2.3. Hydrophobic interaction Many studies have confirmed that hydrophobic interaction plays an important role in maintaining protein stability and forming protein tertiary structure, where the hydrophobic environment is the major factor affecting the stability of thermophilic proteins when compared with other interactions, such as salt bridges and hydrogen bonds. The hydrophobicity content has also been proposed to be informative for discriminating between mesophilic and thermophilic proteins (Modarres, Mofrad, and Sanati-Nezhad 2016). Gromiha et al., have found that 80% of thermophilic proteins show higher hydrophobicity than mesophilic ones based on a dataset of 373 protein families (Gromiha et al. 2013).

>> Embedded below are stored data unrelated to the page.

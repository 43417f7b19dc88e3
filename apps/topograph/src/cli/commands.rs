//! # CLI Command Implementations

use crate::agent::Agent;
use crate::config::AgentConfig;
use crate::runner::SystemRunner;
use serde_json::Value;
use std::collections::BTreeMap;
use std::io::Read;
use std::path::Path;
use std::sync::Arc;
use topograph_core::primitives::MAX_SNAPSHOT_BLOB_SIZE;
use topograph_core::{Graph, TopologyError, decode_snapshot, reclassify_value};

// =============================================================================
// FILE SIZE LIMITS
// =============================================================================

/// Maximum size of a hardware description to reclassify (100 MB).
const MAX_HARDWARE_FILE_SIZE: u64 = 100 * 1024 * 1024;

/// Validate file size before reading.
fn validate_file_size(path: &Path, max_size: u64) -> Result<(), TopologyError> {
    let metadata = std::fs::metadata(path)
        .map_err(|e| TopologyError::Io(format!("Cannot read file metadata: {}", e)))?;

    if metadata.len() > max_size {
        return Err(TopologyError::Io(format!(
            "File size {} bytes exceeds maximum allowed {} bytes",
            metadata.len(),
            max_size
        )));
    }
    Ok(())
}

// =============================================================================
// GRAPH SUMMARY
// =============================================================================

/// Node and edge counts of a graph, nodes broken down by `Type`.
#[derive(Debug, Clone, PartialEq, Eq)]
pub struct GraphSummary {
    pub nodes: usize,
    pub edges: usize,
    pub by_type: BTreeMap<String, usize>,
}

impl GraphSummary {
    #[must_use]
    pub fn of(graph: &Graph) -> Self {
        let mut by_type = BTreeMap::new();
        for node in graph.nodes() {
            let kind = node.get_str("Type").unwrap_or("untyped").to_string();
            *by_type.entry(kind).or_insert(0) += 1;
        }
        Self {
            nodes: graph.node_count(),
            edges: graph.edge_count(),
            by_type,
        }
    }

    fn print(&self, json_mode: bool) {
        if json_mode {
            let output = serde_json::json!({
                "node_count": self.nodes,
                "edge_count": self.edges,
                "nodes_by_type": self.by_type,
            });
            println!(
                "{}",
                serde_json::to_string_pretty(&output).unwrap_or_default()
            );
            return;
        }

        println!("Topology Summary");
        println!("================");
        println!("Nodes: {}", self.nodes);
        println!("Edges: {}", self.edges);
        println!();
        for (kind, count) in &self.by_type {
            println!("  {:<10} {}", kind, count);
        }
    }
}

// =============================================================================
// AGENT COMMAND
// =============================================================================

/// Run the agent until Ctrl-C, then print what was rendered.
pub async fn cmd_agent(config: Option<&Path>, json_mode: bool) -> Result<(), TopologyError> {
    let config = AgentConfig::load(config)?;
    let graph = Arc::new(Graph::new());
    let runner = Arc::new(SystemRunner::new(config.command_timeout()));

    tracing::info!(
        "Starting agent for {} (collecting every {}s)",
        config.host_id,
        config.tick_interval().as_secs()
    );
    let agent = Agent::start(&config, graph.clone(), runner).await?;

    tokio::signal::ctrl_c()
        .await
        .map_err(|e| TopologyError::Io(format!("Cannot listen for Ctrl-C: {}", e)))?;
    tracing::info!("Interrupted, shutting down");

    agent.stop().await;
    GraphSummary::of(&graph).print(json_mode);
    Ok(())
}

// =============================================================================
// RECLASSIFY COMMAND
// =============================================================================

/// Re-key a hardware document and return it.
pub fn reclassify_file(path: &Path) -> Result<Value, TopologyError> {
    validate_file_size(path, MAX_HARDWARE_FILE_SIZE)?;
    let raw = std::fs::read(path)
        .map_err(|e| TopologyError::Io(format!("Cannot read '{}': {}", path.display(), e)))?;
    let mut tree: Value = serde_json::from_slice(&raw)
        .map_err(|e| TopologyError::Decode(format!("Invalid JSON: {}", e)))?;
    reclassify_value(&mut tree);
    Ok(tree)
}

pub fn cmd_reclassify(path: &Path) -> Result<(), TopologyError> {
    let tree = reclassify_file(path)?;
    let output =
        serde_json::to_string_pretty(&tree).map_err(|e| TopologyError::Encode(e.to_string()))?;
    println!("{}", output);
    Ok(())
}

// =============================================================================
// INSPECT COMMAND
// =============================================================================

/// Decode a blob into readable JSON.
pub fn inspect_blob(blob: &str) -> Result<Value, TopologyError> {
    let snapshot = decode_snapshot(blob.trim())?;
    serde_json::to_value(&snapshot).map_err(|e| TopologyError::Encode(e.to_string()))
}

pub fn cmd_inspect(blob: &str) -> Result<(), TopologyError> {
    let blob = if blob == "-" {
        let mut input = String::new();
        std::io::stdin()
            .take(MAX_SNAPSHOT_BLOB_SIZE as u64 + 1)
            .read_to_string(&mut input)
            .map_err(|e| TopologyError::Io(format!("Cannot read stdin: {}", e)))?;
        input
    } else {
        blob.to_string()
    };

    let value = inspect_blob(&blob)?;
    let output =
        serde_json::to_string_pretty(&value).map_err(|e| TopologyError::Encode(e.to_string()))?;
    println!("{}", output);
    Ok(())
}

The interaction force is generated mainly due to the cluster and hydrophobic amino acid side chains which instinctively repels the contact with water (Folch, Rooman, and Dehouck 2008). Therefore, the hydrophobic amino acids (nonpolar amino acids) in aqueous solutions are usually buried inside proteins, forming a hydrophobic core, whereas polar amino acids are distributed in the hydrophilic environment on the protein surface. It was reported that the
stable protein could obtain 1.3 ± 0.5 kcal/mol when every additional −CH2− group was buried in the protein (Figure 2) (Pace 1992). By introducing a methyl group into the hydrophobic core of E. coli ribonuclease H1, Ishikawa et al., have successfully achieved the thermostability of the enzyme (Ishikawa et al. 1993). This can be explained by the later research findings that more hydrophobic interaction would make the unfolding rate slower in thermostable proteins (Okada et al. 2010). Relevant literature had reported that the thermostability of D-allulose 3-epimerase from Rhodopirellula baltica was enhanced to a Δt1/2 of 50.4 min, ΔTm of 12.6 °C, and ΔT5060 of 22 °C after the site-directed mutation of L144F (Mao et al. 2020). Further detailed analysis of the structure indicated that a new hydrophobic interaction was produced in the mutation protein. A similar result was also observed in the double point mutant T130M/ E133F of (R)-selective amine transaminase from Aspergillus terreus, with 3.3-fold in t1/2 at 40 °C and 5 °C higher in T1/210 min thermal stability than wild type enzyme, which was due to the newly formed hydrophobic interactions and hydrogen bonds (Huang, Xie, and Feng 2017). Furthermore, when error-prone PCR and rational design based on B-factors were used, the thermostability of optimal variant Xyn376 from GH 11 family showed a half-life 820-fold higher than that of the wild-type enzyme at 70 °C (Xing et al. 2021). The hydrogen bonds and hydrophobic interactions were the major forces for improved thermostability by the structural analysis.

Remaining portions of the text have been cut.